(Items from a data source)
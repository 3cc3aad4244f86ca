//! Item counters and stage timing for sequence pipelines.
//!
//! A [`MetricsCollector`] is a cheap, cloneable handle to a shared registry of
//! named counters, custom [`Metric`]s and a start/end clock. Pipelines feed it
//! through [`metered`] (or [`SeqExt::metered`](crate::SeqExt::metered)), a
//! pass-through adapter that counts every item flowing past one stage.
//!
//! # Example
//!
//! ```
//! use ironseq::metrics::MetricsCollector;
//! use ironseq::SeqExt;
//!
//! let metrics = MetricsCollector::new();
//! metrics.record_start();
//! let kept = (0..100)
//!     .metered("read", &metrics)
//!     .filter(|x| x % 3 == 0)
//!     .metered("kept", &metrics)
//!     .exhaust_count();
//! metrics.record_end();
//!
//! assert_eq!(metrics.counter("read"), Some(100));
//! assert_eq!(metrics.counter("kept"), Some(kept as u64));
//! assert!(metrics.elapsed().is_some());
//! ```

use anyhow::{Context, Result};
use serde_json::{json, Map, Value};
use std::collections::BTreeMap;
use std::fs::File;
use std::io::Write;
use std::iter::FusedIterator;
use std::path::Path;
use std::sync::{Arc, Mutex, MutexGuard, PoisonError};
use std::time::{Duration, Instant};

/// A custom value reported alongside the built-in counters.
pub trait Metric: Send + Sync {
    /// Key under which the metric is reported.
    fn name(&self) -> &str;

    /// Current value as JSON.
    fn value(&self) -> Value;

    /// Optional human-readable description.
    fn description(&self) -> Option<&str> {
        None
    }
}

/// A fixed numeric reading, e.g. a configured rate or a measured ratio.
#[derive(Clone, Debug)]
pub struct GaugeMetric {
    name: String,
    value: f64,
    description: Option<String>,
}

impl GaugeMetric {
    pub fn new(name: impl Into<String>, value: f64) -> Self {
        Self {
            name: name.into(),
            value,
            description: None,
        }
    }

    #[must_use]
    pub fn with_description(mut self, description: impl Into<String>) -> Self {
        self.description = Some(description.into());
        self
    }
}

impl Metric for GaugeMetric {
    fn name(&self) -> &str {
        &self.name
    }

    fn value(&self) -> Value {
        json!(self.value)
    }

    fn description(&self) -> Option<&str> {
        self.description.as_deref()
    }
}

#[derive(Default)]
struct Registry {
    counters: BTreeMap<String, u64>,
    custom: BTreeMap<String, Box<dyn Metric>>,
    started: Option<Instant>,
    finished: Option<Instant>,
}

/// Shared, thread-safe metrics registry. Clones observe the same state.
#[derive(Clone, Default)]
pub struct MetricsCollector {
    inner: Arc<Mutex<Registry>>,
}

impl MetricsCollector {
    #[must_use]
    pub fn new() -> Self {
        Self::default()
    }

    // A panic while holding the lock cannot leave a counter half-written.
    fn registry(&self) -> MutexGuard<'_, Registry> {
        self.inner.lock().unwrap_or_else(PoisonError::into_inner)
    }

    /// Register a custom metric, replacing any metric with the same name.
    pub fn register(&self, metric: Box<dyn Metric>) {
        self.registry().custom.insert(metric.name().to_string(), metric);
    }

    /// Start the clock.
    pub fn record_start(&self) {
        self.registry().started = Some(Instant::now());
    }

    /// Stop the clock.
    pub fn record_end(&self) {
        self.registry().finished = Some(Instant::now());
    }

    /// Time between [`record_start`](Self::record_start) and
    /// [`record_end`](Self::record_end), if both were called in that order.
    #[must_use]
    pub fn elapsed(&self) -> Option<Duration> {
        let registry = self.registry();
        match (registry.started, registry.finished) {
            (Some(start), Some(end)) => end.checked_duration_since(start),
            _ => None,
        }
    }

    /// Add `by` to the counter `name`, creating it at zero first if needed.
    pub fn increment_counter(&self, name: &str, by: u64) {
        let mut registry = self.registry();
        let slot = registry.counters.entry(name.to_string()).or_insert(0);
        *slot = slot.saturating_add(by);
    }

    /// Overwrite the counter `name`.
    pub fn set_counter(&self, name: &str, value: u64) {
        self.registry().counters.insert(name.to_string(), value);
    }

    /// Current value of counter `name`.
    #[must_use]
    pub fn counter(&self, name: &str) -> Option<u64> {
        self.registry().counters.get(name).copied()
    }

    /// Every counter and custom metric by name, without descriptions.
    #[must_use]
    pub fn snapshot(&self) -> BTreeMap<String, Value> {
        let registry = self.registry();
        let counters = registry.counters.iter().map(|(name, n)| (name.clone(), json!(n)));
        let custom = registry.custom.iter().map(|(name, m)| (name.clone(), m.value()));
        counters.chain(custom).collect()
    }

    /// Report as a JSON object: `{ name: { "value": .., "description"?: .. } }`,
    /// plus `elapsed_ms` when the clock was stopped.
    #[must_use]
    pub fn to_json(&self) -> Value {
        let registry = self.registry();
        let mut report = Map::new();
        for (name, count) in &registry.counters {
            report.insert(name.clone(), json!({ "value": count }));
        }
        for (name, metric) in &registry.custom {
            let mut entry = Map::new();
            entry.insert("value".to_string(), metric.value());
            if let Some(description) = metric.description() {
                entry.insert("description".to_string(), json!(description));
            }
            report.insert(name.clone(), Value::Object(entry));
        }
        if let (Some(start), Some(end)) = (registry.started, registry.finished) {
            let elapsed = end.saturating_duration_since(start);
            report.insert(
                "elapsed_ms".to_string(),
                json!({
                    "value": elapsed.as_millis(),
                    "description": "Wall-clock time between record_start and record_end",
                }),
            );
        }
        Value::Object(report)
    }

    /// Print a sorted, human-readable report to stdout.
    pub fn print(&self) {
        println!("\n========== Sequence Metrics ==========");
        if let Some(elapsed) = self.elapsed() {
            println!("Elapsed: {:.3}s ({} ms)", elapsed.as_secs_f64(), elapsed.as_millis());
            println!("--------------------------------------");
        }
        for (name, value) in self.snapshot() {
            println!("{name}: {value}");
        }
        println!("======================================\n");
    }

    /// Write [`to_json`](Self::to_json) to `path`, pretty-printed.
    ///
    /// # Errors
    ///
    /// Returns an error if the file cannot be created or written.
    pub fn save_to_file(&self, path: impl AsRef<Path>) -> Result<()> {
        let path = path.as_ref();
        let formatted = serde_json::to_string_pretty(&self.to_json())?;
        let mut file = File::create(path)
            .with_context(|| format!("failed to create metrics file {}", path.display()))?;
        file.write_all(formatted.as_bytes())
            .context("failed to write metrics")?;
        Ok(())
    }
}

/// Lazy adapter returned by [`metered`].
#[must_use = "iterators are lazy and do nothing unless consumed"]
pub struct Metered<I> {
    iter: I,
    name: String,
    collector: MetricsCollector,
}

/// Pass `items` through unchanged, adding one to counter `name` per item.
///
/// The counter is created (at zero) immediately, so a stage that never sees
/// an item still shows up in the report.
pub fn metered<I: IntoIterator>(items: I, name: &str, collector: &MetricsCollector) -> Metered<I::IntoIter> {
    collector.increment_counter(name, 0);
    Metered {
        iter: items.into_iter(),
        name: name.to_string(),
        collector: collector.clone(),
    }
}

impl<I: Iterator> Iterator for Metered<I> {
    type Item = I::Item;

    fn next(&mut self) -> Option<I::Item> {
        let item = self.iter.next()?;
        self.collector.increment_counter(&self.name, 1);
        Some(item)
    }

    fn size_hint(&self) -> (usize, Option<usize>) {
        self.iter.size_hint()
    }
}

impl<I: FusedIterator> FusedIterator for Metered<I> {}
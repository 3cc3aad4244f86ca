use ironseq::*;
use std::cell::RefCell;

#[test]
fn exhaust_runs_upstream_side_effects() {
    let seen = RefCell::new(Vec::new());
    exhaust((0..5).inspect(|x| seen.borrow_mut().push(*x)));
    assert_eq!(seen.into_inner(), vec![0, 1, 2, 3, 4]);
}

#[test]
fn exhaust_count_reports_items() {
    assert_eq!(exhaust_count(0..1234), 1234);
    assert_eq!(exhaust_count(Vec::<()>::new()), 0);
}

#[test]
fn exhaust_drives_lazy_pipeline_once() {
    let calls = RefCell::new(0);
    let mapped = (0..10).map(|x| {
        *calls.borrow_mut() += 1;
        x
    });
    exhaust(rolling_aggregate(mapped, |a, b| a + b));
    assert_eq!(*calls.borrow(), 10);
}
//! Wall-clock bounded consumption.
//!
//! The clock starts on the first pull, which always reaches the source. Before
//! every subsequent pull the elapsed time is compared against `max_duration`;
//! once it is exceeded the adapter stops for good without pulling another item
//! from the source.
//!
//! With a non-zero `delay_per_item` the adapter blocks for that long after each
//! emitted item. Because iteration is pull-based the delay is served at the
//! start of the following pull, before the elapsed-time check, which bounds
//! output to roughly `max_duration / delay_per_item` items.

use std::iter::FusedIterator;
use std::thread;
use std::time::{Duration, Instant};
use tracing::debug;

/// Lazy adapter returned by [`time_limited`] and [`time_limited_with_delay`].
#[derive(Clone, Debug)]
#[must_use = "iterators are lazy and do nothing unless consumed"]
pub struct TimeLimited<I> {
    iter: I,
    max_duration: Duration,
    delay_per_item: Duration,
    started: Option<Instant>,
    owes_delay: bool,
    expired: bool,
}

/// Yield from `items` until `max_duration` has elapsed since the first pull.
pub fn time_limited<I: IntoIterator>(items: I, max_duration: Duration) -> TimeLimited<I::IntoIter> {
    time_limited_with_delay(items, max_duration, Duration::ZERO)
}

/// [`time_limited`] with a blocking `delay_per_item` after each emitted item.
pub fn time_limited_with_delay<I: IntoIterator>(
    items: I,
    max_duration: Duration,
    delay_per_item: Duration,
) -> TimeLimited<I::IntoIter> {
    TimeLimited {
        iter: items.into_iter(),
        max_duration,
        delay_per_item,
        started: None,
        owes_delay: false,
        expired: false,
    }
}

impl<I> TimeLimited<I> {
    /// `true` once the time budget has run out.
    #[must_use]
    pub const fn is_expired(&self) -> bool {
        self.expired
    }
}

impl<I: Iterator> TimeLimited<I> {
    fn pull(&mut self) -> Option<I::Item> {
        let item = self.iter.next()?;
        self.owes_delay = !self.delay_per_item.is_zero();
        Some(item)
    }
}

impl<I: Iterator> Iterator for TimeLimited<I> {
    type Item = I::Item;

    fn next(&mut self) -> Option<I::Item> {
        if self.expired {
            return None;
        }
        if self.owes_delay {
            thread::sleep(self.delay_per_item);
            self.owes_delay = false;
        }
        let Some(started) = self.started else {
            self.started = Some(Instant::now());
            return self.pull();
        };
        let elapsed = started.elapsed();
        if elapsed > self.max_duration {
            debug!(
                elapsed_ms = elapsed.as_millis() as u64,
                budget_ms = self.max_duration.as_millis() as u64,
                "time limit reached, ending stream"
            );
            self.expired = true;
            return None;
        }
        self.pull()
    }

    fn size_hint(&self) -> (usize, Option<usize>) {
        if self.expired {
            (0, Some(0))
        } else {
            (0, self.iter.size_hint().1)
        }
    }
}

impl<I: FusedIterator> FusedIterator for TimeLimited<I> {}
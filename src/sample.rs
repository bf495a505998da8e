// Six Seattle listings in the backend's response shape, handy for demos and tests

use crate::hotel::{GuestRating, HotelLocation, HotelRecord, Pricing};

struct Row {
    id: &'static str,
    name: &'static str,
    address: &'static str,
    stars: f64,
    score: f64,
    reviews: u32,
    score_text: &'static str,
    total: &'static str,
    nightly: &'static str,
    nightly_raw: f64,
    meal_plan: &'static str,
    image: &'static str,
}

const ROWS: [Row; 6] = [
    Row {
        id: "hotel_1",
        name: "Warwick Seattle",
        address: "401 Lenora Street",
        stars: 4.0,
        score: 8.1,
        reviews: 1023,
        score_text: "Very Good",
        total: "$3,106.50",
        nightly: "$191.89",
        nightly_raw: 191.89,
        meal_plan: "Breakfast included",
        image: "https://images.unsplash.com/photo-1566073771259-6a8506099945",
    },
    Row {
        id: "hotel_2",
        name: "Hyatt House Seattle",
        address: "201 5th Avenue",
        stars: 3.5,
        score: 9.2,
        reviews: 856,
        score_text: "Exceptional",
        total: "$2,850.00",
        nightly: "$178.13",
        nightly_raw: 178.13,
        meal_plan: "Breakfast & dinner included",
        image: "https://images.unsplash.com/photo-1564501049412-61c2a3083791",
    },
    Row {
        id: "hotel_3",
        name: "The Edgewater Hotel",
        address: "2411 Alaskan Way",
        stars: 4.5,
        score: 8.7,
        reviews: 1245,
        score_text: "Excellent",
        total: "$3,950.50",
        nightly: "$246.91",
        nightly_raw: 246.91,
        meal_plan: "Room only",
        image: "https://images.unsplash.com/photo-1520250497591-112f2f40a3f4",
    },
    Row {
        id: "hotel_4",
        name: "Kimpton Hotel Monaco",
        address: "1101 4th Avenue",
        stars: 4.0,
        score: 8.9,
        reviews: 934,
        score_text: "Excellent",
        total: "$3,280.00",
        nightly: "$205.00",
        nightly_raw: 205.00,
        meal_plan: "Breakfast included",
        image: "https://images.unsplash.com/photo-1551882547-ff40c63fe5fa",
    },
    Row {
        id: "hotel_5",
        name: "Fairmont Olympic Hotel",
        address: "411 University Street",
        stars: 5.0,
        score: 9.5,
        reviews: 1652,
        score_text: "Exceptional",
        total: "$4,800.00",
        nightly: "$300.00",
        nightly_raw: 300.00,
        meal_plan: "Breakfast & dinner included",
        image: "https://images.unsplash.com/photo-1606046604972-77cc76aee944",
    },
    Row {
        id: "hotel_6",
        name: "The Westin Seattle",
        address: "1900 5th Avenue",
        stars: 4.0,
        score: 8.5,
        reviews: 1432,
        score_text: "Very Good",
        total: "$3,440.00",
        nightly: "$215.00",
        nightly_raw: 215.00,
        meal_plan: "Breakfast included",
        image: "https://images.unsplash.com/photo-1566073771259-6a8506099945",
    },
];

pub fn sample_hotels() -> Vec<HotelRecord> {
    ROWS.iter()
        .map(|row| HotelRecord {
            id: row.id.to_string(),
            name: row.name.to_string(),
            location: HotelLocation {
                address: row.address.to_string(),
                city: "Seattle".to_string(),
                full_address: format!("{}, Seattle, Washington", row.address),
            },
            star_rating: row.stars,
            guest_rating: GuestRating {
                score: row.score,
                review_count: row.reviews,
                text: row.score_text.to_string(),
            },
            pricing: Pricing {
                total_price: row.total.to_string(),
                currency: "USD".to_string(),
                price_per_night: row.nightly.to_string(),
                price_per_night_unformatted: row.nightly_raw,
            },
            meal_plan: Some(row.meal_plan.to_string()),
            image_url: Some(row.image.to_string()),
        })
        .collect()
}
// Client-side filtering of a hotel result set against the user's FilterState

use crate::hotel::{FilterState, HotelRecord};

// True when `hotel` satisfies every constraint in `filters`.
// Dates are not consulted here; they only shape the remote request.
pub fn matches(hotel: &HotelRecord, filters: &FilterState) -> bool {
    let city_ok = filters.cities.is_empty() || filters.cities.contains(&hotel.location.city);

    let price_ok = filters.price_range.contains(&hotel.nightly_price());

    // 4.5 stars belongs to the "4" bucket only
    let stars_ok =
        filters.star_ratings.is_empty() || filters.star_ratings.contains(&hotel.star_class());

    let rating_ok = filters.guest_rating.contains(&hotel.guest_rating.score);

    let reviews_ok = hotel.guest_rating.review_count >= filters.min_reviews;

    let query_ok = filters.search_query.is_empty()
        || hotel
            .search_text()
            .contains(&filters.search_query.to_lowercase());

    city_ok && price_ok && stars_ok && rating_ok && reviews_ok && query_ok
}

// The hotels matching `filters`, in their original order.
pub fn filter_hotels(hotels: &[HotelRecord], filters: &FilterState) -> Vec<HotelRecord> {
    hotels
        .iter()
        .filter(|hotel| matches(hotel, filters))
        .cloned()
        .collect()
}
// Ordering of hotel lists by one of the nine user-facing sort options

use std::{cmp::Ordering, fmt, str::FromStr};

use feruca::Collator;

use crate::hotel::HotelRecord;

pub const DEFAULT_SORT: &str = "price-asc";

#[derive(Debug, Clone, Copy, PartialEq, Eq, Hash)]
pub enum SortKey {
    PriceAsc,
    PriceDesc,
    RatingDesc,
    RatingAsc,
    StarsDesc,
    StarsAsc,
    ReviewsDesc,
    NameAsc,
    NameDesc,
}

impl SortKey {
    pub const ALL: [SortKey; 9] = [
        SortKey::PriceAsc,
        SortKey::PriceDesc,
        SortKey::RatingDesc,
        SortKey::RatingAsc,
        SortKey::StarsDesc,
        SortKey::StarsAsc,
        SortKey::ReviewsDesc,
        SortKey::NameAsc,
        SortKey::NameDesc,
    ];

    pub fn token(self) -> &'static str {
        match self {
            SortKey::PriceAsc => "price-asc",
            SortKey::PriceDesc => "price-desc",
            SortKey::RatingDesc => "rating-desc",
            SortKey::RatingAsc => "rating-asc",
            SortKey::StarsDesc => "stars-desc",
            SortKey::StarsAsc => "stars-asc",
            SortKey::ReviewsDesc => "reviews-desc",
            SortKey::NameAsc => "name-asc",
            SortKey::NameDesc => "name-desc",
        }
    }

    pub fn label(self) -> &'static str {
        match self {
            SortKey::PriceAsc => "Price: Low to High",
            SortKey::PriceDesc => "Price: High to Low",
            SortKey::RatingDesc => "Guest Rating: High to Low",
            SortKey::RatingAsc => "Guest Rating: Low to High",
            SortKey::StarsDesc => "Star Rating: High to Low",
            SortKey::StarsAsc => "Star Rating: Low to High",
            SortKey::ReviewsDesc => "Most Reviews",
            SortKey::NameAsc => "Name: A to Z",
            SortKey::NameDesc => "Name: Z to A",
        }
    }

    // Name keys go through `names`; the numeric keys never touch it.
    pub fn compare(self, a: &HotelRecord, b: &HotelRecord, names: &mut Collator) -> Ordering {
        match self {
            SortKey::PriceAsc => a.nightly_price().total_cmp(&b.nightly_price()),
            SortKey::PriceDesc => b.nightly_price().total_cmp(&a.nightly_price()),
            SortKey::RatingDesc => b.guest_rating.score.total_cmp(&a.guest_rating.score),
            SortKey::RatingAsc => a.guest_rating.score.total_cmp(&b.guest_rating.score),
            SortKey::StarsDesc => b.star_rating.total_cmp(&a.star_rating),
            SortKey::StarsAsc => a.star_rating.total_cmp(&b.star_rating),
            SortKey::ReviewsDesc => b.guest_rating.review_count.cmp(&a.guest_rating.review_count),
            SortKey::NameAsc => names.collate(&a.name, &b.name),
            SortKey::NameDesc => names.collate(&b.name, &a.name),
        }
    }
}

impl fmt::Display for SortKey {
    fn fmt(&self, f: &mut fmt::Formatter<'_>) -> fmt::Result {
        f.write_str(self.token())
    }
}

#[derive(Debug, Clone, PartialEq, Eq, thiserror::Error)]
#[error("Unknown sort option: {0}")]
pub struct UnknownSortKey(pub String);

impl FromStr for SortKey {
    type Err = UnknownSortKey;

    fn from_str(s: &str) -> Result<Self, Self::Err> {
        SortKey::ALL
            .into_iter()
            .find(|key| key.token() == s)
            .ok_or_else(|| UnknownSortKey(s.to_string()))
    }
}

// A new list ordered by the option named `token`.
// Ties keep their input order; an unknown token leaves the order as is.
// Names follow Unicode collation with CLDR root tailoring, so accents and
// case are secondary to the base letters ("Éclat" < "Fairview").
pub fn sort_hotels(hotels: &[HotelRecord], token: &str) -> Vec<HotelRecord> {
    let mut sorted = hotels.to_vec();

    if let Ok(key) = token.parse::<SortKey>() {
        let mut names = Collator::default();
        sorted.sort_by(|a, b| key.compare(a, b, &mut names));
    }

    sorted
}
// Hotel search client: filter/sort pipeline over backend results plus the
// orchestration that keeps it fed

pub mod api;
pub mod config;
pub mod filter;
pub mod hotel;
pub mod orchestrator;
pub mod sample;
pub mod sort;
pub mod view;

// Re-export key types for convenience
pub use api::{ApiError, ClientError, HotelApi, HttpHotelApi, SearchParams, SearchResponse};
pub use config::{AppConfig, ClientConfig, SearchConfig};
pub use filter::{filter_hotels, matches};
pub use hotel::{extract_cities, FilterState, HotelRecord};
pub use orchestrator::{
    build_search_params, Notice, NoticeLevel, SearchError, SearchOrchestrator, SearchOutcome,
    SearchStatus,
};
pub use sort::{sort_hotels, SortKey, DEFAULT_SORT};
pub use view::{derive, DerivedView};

### WHAT YOU WILL DO:
Start at the first line of the data above. Stop after the line containing "Pipelines feed it", reproducing each line exactly and adding nothing.

### WRITTEN ANSWER:
repository 3cc3aad4244f86ca
//! Item counters and stage timing for sequence pipelines.
//!
//! A [`MetricsCollector`] is a cheap, cloneable handle to a shared registry of
//! named counters, custom [`Metric`]s and a start/end clock. Pipelines feed it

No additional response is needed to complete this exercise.